EXERCISE DIRECTIONS >> Check each line below for the word "struct", and copy those that have it.

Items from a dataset
===============
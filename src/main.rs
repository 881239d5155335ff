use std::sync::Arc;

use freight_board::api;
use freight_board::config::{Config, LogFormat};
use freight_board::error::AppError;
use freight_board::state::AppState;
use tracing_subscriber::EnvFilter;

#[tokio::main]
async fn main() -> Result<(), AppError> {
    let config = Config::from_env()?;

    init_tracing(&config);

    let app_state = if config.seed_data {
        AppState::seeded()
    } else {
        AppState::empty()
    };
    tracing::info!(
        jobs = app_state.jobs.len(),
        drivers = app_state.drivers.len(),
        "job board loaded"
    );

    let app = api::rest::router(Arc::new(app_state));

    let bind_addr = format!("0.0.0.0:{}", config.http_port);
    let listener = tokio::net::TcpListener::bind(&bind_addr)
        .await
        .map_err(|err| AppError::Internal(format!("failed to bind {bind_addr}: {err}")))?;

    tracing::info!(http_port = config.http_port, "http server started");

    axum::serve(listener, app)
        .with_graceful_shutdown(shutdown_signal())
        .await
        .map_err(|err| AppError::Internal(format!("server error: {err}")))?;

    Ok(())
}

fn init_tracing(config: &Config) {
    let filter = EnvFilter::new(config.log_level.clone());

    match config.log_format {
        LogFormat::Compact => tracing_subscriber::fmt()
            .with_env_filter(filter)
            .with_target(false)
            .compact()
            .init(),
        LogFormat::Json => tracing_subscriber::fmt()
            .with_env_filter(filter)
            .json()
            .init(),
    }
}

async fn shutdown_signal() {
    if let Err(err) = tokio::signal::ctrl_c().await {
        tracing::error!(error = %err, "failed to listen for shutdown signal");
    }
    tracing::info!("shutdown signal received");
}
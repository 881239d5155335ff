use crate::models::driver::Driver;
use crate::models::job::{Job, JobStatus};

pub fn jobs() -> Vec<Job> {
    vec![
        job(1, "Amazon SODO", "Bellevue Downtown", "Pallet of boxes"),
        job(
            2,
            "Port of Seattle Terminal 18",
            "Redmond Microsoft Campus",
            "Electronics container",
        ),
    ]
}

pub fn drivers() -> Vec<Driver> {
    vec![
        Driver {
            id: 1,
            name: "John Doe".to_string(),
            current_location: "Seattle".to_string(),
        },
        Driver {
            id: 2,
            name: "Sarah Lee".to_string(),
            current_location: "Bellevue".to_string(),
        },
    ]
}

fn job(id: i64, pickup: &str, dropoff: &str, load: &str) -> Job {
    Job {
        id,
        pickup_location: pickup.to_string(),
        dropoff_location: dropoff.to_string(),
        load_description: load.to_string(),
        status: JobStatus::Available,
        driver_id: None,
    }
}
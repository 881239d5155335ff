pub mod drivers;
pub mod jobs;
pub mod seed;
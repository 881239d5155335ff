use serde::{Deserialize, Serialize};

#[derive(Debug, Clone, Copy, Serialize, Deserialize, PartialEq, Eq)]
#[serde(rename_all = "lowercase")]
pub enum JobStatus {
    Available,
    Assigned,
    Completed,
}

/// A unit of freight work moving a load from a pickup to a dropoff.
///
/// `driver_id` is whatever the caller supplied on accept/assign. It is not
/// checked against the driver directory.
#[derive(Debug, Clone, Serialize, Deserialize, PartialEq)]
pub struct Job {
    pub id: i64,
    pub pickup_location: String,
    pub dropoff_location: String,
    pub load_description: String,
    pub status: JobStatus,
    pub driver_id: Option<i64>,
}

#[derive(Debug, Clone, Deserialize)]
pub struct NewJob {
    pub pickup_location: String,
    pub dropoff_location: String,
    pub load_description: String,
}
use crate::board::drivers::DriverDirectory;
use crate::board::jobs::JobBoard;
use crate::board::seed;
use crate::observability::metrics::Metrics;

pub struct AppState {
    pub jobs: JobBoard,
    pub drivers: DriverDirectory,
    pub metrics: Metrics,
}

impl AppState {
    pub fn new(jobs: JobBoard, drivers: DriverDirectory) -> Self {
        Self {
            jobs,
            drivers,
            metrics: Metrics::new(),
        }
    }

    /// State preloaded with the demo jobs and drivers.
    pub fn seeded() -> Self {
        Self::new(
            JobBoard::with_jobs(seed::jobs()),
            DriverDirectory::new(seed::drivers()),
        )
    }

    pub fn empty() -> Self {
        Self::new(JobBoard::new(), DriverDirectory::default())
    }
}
===============
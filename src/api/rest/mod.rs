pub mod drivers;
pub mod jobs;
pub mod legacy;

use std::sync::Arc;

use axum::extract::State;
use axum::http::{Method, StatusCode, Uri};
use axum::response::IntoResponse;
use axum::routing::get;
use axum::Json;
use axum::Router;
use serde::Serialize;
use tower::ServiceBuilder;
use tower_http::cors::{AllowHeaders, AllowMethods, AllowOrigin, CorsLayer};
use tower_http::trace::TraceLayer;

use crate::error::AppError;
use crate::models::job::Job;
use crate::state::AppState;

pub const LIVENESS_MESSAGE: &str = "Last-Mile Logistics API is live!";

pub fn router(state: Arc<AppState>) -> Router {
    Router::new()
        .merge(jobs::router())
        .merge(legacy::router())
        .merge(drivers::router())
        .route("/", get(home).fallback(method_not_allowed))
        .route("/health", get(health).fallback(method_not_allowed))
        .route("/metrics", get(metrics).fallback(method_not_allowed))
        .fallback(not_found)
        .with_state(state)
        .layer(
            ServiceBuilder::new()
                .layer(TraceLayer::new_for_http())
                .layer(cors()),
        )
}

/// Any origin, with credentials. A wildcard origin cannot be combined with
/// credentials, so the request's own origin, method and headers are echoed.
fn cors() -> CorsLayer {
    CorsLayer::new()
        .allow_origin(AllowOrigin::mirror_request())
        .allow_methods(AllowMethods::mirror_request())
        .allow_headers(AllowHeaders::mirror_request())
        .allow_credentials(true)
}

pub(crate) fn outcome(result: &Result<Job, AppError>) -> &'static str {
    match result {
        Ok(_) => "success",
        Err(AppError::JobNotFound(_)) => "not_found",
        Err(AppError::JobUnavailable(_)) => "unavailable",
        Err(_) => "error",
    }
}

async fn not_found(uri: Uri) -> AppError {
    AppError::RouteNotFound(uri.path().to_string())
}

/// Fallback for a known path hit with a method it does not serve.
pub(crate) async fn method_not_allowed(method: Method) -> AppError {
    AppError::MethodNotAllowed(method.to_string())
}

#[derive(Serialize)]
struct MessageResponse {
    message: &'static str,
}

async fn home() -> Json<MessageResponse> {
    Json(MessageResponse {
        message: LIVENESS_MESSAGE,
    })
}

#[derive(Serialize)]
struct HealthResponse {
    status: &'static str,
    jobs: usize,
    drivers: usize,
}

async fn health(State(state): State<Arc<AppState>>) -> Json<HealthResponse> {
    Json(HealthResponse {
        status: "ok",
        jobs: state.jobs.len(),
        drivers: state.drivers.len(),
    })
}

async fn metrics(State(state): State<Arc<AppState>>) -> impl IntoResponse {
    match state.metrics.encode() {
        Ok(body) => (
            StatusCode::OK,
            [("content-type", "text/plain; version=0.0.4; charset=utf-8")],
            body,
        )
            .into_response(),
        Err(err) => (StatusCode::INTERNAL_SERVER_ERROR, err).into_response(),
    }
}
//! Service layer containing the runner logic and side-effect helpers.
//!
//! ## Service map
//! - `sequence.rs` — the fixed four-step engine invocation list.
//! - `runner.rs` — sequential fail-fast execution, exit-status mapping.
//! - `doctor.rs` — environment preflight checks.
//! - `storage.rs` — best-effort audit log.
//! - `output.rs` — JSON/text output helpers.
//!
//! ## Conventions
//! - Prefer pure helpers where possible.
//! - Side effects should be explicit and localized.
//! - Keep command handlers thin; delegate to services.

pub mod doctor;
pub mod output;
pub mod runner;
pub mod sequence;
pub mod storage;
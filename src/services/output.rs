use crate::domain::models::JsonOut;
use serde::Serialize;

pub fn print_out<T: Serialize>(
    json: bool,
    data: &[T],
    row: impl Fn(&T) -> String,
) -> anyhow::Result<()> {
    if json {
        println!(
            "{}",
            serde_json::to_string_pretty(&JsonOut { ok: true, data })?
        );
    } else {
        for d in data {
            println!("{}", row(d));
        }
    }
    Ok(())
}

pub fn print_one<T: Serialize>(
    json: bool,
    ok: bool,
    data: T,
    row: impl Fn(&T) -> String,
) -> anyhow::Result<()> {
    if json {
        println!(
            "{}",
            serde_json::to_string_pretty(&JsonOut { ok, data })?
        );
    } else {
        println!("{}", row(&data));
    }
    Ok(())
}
===============
RESPONSE AREA >>
pub struct Job {
pub struct NewJob {
pub struct AppState {
struct MessageResponse {
struct HealthResponse {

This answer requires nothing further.